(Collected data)
------------------------------------------------------------------------

//! Two-group label encoding.
//!
//! Caller labels are mapped onto the canonical ids `0` and `1`. The axis
//! always points from group 0 towards group 1, so the encoding order is what
//! fixes the sign of every projection.

use std::cmp::Ordering;
use std::collections::BTreeSet;
use std::fmt;
use std::hash::{Hash, Hasher};

use serde::{Deserialize, Serialize};

use crate::error::AxisError;

/// Number of groups an axis is defined between.
pub const N_GROUPS: usize = 2;

/// A caller-supplied group label: a string or a number.
///
/// Labels order as integers (compared numerically), then floats (IEEE total
/// order), then strings. `Uint` only carries values above `i64::MAX`; the
/// `From` conversions pick it automatically.
#[derive(Clone, Debug, Serialize, Deserialize)]
#[serde(untagged)]
pub enum GroupLabel {
    Int(i64),
    Uint(u64),
    Float(f64),
    Text(String),
}

impl GroupLabel {
    fn rank(&self) -> u8 {
        match self {
            GroupLabel::Int(_) | GroupLabel::Uint(_) => 0,
            GroupLabel::Float(_) => 1,
            GroupLabel::Text(_) => 2,
        }
    }

    fn as_integer(&self) -> Option<i128> {
        match self {
            GroupLabel::Int(v) => Some(i128::from(*v)),
            GroupLabel::Uint(v) => Some(i128::from(*v)),
            _ => None,
        }
    }
}

impl Ord for GroupLabel {
    fn cmp(&self, other: &Self) -> Ordering {
        match (self, other) {
            (GroupLabel::Float(a), GroupLabel::Float(b)) => a.total_cmp(b),
            (GroupLabel::Text(a), GroupLabel::Text(b)) => a.cmp(b),
            _ => match (self.as_integer(), other.as_integer()) {
                (Some(a), Some(b)) => a.cmp(&b),
                _ => self.rank().cmp(&other.rank()),
            },
        }
    }
}

impl PartialOrd for GroupLabel {
    fn partial_cmp(&self, other: &Self) -> Option<Ordering> {
        Some(self.cmp(other))
    }
}

impl PartialEq for GroupLabel {
    fn eq(&self, other: &Self) -> bool {
        self.cmp(other) == Ordering::Equal
    }
}

impl Eq for GroupLabel {}

impl Hash for GroupLabel {
    fn hash<H: Hasher>(&self, state: &mut H) {
        self.rank().hash(state);
        match self {
            GroupLabel::Int(_) | GroupLabel::Uint(_) => self.as_integer().hash(state),
            GroupLabel::Float(v) => v.to_bits().hash(state),
            GroupLabel::Text(s) => s.hash(state),
        }
    }
}

impl fmt::Display for GroupLabel {
    fn fmt(&self, f: &mut fmt::Formatter<'_>) -> fmt::Result {
        match self {
            GroupLabel::Int(v) => write!(f, "{v}"),
            GroupLabel::Uint(v) => write!(f, "{v}"),
            GroupLabel::Float(v) => write!(f, "{v:?}"),
            GroupLabel::Text(s) => write!(f, "{s:?}"),
        }
    }
}

impl From<&str> for GroupLabel {
    fn from(value: &str) -> Self {
        GroupLabel::Text(value.to_string())
    }
}

impl From<String> for GroupLabel {
    fn from(value: String) -> Self {
        GroupLabel::Text(value)
    }
}

impl From<&String> for GroupLabel {
    fn from(value: &String) -> Self {
        GroupLabel::Text(value.clone())
    }
}

macro_rules! label_from_int {
    ($($t:ty),*) => {
        $(impl From<$t> for GroupLabel {
            fn from(value: $t) -> Self {
                GroupLabel::Int(i64::from(value))
            }
        })*
    };
}

label_from_int!(i8, i16, i32, i64, u8, u16, u32, bool);

impl From<u64> for GroupLabel {
    fn from(value: u64) -> Self {
        i64::try_from(value).map_or(GroupLabel::Uint(value), GroupLabel::Int)
    }
}

impl From<usize> for GroupLabel {
    fn from(value: usize) -> Self {
        GroupLabel::from(value as u64)
    }
}

impl From<f64> for GroupLabel {
    fn from(value: f64) -> Self {
        GroupLabel::Float(value)
    }
}

impl From<f32> for GroupLabel {
    fn from(value: f32) -> Self {
        GroupLabel::Float(f64::from(value))
    }
}

/// Canonical encoding of the reference rows into groups 0 and 1.
#[derive(Clone, Debug, PartialEq, Eq, Serialize, Deserialize)]
pub struct GroupEncoding {
    /// `order[0]` maps to id 0, `order[1]` to id 1.
    pub order: [GroupLabel; 2],
    /// One id per reference row.
    pub ids: Vec<u8>,
}

impl GroupEncoding {
    /// Encode `labels`, either in ascending label order or in the explicit `group_order`.
    pub fn encode<L>(labels: &[L], group_order: Option<&[L]>) -> Result<Self, AxisError>
    where
        L: Clone + Into<GroupLabel>,
    {
        let labels: Vec<GroupLabel> = labels.iter().cloned().map(Into::into).collect();

        let order = match group_order {
            Some(order) => explicit_order(order)?,
            None => ascending_order(&labels)?,
        };

        let mut ids = Vec::with_capacity(labels.len());
        for (row, label) in labels.iter().enumerate() {
            let id = order.iter().position(|o| o == label).ok_or_else(|| {
                AxisError::DimensionMismatch(format!(
                    "label {label} at row {row} is not covered by group_order [{}, {}]",
                    order[0], order[1]
                ))
            })?;
            ids.push(id as u8);
        }

        let encoding = Self { order, ids };
        encoding.require_both_groups()?;
        Ok(encoding)
    }

    /// Number of rows in each group, indexed by id.
    pub fn counts(&self) -> [usize; 2] {
        let ones = self.ids.iter().filter(|&&id| id == 1).count();
        [self.ids.len() - ones, ones]
    }

    pub fn len(&self) -> usize {
        self.ids.len()
    }

    pub fn is_empty(&self) -> bool {
        self.ids.is_empty()
    }

    /// Both groups must own at least one row for a centroid to exist.
    pub fn require_both_groups(&self) -> Result<(), AxisError> {
        let counts = self.counts();
        for (id, count) in counts.iter().enumerate() {
            if *count == 0 {
                return Err(AxisError::InvalidGroupComposition(format!(
                    "group {} ({}) has no members among {} rows",
                    id,
                    self.order[id],
                    self.ids.len()
                )));
            }
        }
        Ok(())
    }
}

fn explicit_order<L>(order: &[L]) -> Result<[GroupLabel; 2], AxisError>
where
    L: Clone + Into<GroupLabel>,
{
    if order.len() != N_GROUPS {
        return Err(AxisError::DimensionMismatch(format!(
            "group_order must have exactly {N_GROUPS} entries, got {}",
            order.len()
        )));
    }
    let first: GroupLabel = order[0].clone().into();
    let second: GroupLabel = order[1].clone().into();
    if first == second {
        return Err(AxisError::InvalidGroupComposition(format!(
            "group_order repeats the label {first}"
        )));
    }
    Ok([first, second])
}

fn ascending_order(labels: &[GroupLabel]) -> Result<[GroupLabel; 2], AxisError> {
    let distinct: BTreeSet<&GroupLabel> = labels.iter().collect();
    if distinct.len() != N_GROUPS {
        return Err(AxisError::InvalidGroupComposition(format!(
            "expected exactly {N_GROUPS} distinct labels, found {}",
            distinct.len()
        )));
    }
    let mut it = distinct.into_iter().cloned();
    match (it.next(), it.next()) {
        (Some(first), Some(second)) => Ok([first, second]),
        _ => Err(AxisError::InvalidGroupComposition(
            "expected exactly two distinct labels".to_string(),
        )),
    }
}

#[cfg(test)]
mod tests {
    use super::*;

    #[test]
    fn ascending_order_for_strings() {
        let enc = GroupEncoding::encode(&["rural", "urban", "rural"], None).unwrap();
        assert_eq!(enc.order, [GroupLabel::from("rural"), GroupLabel::from("urban")]);
        assert_eq!(enc.ids, vec![0, 1, 0]);
        assert_eq!(enc.counts(), [2, 1]);
    }

    #[test]
    fn ascending_order_for_integers() {
        let enc = GroupEncoding::encode(&[7, 3, 3, 7], None).unwrap();
        assert_eq!(enc.order, [GroupLabel::Int(3), GroupLabel::Int(7)]);
        assert_eq!(enc.ids, vec![1, 0, 0, 1]);
    }

    #[test]
    fn explicit_order_flips_ids() {
        let enc = GroupEncoding::encode(&["a", "b", "b"], Some(&["b", "a"][..])).unwrap();
        assert_eq!(enc.order[0], GroupLabel::from("b"));
        assert_eq!(enc.ids, vec![1, 0, 0]);
    }

    #[test]
    fn single_label_is_invalid() {
        let err = GroupEncoding::encode(&["x", "x", "x"], None).unwrap_err();
        assert!(matches!(err, AxisError::InvalidGroupComposition(_)));
    }

    #[test]
    fn three_labels_are_invalid() {
        let err = GroupEncoding::encode(&[0, 1, 2], None).unwrap_err();
        assert!(matches!(err, AxisError::InvalidGroupComposition(_)));
    }

    #[test]
    fn explicit_order_with_empty_group_is_invalid() {
        let err = GroupEncoding::encode(&["a", "a"], Some(&["a", "b"][..])).unwrap_err();
        assert!(matches!(err, AxisError::InvalidGroupComposition(_)));
    }

    #[test]
    fn order_must_cover_labels() {
        let err = GroupEncoding::encode(&["a", "b", "c"], Some(&["a", "b"][..])).unwrap_err();
        assert!(matches!(err, AxisError::DimensionMismatch(_)));
    }

    #[test]
    fn order_must_have_two_entries() {
        let err = GroupEncoding::encode(&["a", "b"], Some(&["a", "b", "c"][..])).unwrap_err();
        assert!(matches!(err, AxisError::DimensionMismatch(_)));
    }

    #[test]
    fn labels_keep_their_type_in_json() {
        let order = [GroupLabel::Int(1), GroupLabel::from("pos")];
        let json = serde_json::to_string(&order).unwrap();
        assert_eq!(json, r#"[1,"pos"]"#);
        let back: [GroupLabel; 2] = serde_json::from_str(&json).unwrap();
        assert_eq!(back, order);
    }

    #[test]
    fn large_unsigned_labels_stay_distinct() {
        let big = u64::MAX;
        let labels = [big, big - 1, big, big - 1];
        let enc = GroupEncoding::encode(&labels, None).unwrap();
        assert_eq!(enc.order, [GroupLabel::Uint(big - 1), GroupLabel::Uint(big)]);
        assert_eq!(enc.ids, vec![1, 0, 1, 0]);

        let sizes: [usize; 2] = [usize::MAX, usize::MAX - 1];
        let enc = GroupEncoding::encode(&sizes, None).unwrap();
        assert_eq!(enc.ids, vec![1, 0]);
    }

    #[test]
    fn small_unsigned_labels_equal_signed_ones() {
        assert_eq!(GroupLabel::from(5u64), GroupLabel::Int(5));
        assert_eq!(GroupLabel::Uint(5), GroupLabel::Int(5));
        assert!(GroupLabel::Int(-1) < GroupLabel::Uint(u64::MAX));
    }

    #[test]
    fn float_labels_are_ordered() {
        let enc = GroupEncoding::encode(&[0.5, -1.5, 0.5], None).unwrap();
        assert_eq!(enc.order, [GroupLabel::Float(-1.5), GroupLabel::Float(0.5)]);
        assert_eq!(enc.ids, vec![1, 0, 1]);
    }

    #[test]
    fn mixed_kinds_order_integers_floats_strings() {
        let mut labels = vec![
            GroupLabel::from("a"),
            GroupLabel::Float(-10.0),
            GroupLabel::Int(100),
        ];
        labels.sort();
        assert_eq!(
            labels,
            vec![GroupLabel::Int(100), GroupLabel::Float(-10.0), GroupLabel::from("a")]
        );
    }

    #[test]
    fn numeric_labels_keep_their_kind_in_json() {
        let order = [GroupLabel::Uint(u64::MAX), GroupLabel::Float(2.0)];
        let json = serde_json::to_string(&order).unwrap();
        assert_eq!(json, "[18446744073709551615,2.0]");
        let back: [GroupLabel; 2] = serde_json::from_str(&json).unwrap();
        assert!(matches!(back[0], GroupLabel::Uint(u64::MAX)));
        assert!(matches!(back[1], GroupLabel::Float(v) if v == 2.0));
    }
}
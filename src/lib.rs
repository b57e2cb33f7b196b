//! Umbrella crate for SemAxis.
//!
//! Re-exports the axis core and adds the pieces an application needs around
//! it: a YAML [`config`] file that picks the strategy, numerics and bundle
//! location, and (behind the default `logging` feature) a one-call tracing
//! subscriber.
//!
//! ```
//! use semaxis::{AxisModel, SemaxisConfig};
//! use ndarray::array;
//!
//! let cfg = SemaxisConfig::from_yaml("version: \"1.0\"\nstrategy:\n  kind: centroid\n").unwrap();
//! let mut model: AxisModel = cfg.build_model().unwrap();
//! model
//!     .fit(array![[0.0, 1.0], [1.0, 0.0]], &["cold", "hot"], None)
//!     .unwrap();
//! let scores = model.transform(&array![[1.0, 0.0], [0.0, 1.0]]).unwrap();
//! assert!(scores[[0, 0]] > scores[[1, 0]]);
//! ```

use std::time::Instant;

use tracing::{info, warn, Level};

pub mod config;
#[cfg(feature = "logging")]
pub mod logging;

pub use axis::{
    bundle, centroid_axis, load_bundle, save_bundle, AxisConfig, AxisError, AxisModel,
    AxisProjection, AxisStrategy, Bundle, BundleConfig, BundleParams, CentroidAxis,
    CompressionCodec, DegeneratePolicy, DiscriminantAxis, DiscriminantConfig, GroupEncoding,
    GroupLabel, LinearDiscriminant, ReferenceState, Shrinkage, StrategyConfig,
    BUNDLE_FORMAT_VERSION, N_GROUPS,
};

pub use crate::config::{BundleYamlConfig, ConfigLoadError, SemaxisConfig};
#[cfg(feature = "logging")]
pub use crate::logging::{init_tracing, LogFormat};

/// Fit a model described by `cfg` and save it under `cfg.bundle.root/name`.
///
/// The axis is computed once against the reference rows themselves so the
/// saved bundle carries it.
pub fn fit_and_save<L>(
    cfg: &SemaxisConfig,
    name: &str,
    embeddings: ndarray::Array2<f64>,
    labels: &[L],
    group_order: Option<&[L]>,
) -> Result<AxisModel, SemaxisError>
where
    L: Clone + Into<GroupLabel>,
{
    let start = Instant::now();
    let span = tracing::span!(Level::INFO, "semaxis.fit_and_save", bundle = name);
    let _guard = span.enter();

    let result = fit_and_save_inner(cfg, name, embeddings, labels, group_order);

    let elapsed_micros = start.elapsed().as_micros();
    match &result {
        Ok(model) => info!(
            strategy = model.strategy().name(),
            elapsed_micros, "fit_and_save_success"
        ),
        Err(err) => warn!(error = %err, elapsed_micros, "fit_and_save_failure"),
    }
    result
}

fn fit_and_save_inner<L>(
    cfg: &SemaxisConfig,
    name: &str,
    embeddings: ndarray::Array2<f64>,
    labels: &[L],
    group_order: Option<&[L]>,
) -> Result<AxisModel, SemaxisError>
where
    L: Clone + Into<GroupLabel>,
{
    let mut model = cfg.build_model()?;
    model.fit(embeddings, labels, group_order)?;
    if let Some(reference) = model.embeddings().cloned() {
        model.transform(&reference)?;
    }
    model.save(cfg.bundle_path(name))?;
    Ok(model)
}

/// Load the bundle `name` from `cfg.bundle.root` with the configured strategy.
pub fn load_named(cfg: &SemaxisConfig, name: &str) -> Result<AxisModel, SemaxisError> {
    let start = Instant::now();
    let span = tracing::span!(Level::INFO, "semaxis.load_named", bundle = name);
    let _guard = span.enter();

    let result = cfg
        .strategy
        .build(&cfg.axis)
        .and_then(|strategy| AxisModel::load_with(cfg.bundle_path(name), strategy))
        .map(|model| model.with_bundle_config(cfg.bundle.encoding()))
        .map_err(SemaxisError::from);

    let elapsed_micros = start.elapsed().as_micros();
    match &result {
        Ok(_) => info!(elapsed_micros, "load_named_success"),
        Err(err) => warn!(error = %err, elapsed_micros, "load_named_failure"),
    }
    result
}

/// Errors from the umbrella helpers.
#[derive(Debug, thiserror::Error)]
pub enum SemaxisError {
    #[error(transparent)]
    Config(#[from] ConfigLoadError),
    #[error(transparent)]
    Axis(#[from] AxisError),
}
//! Subscriber setup for binaries and test harnesses embedding this crate.

use tracing_subscriber::EnvFilter;

/// Output format for [`init_tracing`].
#[derive(Clone, Copy, Debug, Default, PartialEq, Eq)]
pub enum LogFormat {
    #[default]
    Pretty,
    Json,
}

/// Install a global `fmt` subscriber.
///
/// `filter` follows `EnvFilter` syntax (`"info"`, `"axis=debug"`); when absent
/// `RUST_LOG` is consulted, falling back to `info`. Returns `false` when a
/// global subscriber was already installed.
pub fn init_tracing(filter: Option<&str>, format: LogFormat) -> bool {
    let filter = match filter {
        Some(directives) => EnvFilter::new(directives),
        None => EnvFilter::try_from_default_env().unwrap_or_else(|_| EnvFilter::new("info")),
    };
    let builder = tracing_subscriber::fmt()
        .with_env_filter(filter)
        .with_target(false);
    match format {
        LogFormat::Pretty => builder.try_init().is_ok(),
        LogFormat::Json => builder.json().try_init().is_ok(),
    }
}

#[cfg(test)]
mod tests {
    use super::*;

    #[test]
    fn second_install_reports_false() {
        let _ = init_tracing(Some("warn"), LogFormat::Json);
        assert!(!init_tracing(Some("debug"), LogFormat::Pretty));
    }
}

------------------------------------------------------------------------

_Task requirements_
The lines to retype run from the start of the entries through the line containing "use std::collections::BTreeSet;"; reproduce them exactly and add nothing.

_Finished task_
//! Two-group label encoding.
//!
//! Caller labels are mapped onto the canonical ids `0` and `1`. The axis
//! always points from group 0 towards group 1, so the encoding order is what
//! fixes the sign of every projection.

use std::cmp::Ordering;
use std::collections::BTreeSet;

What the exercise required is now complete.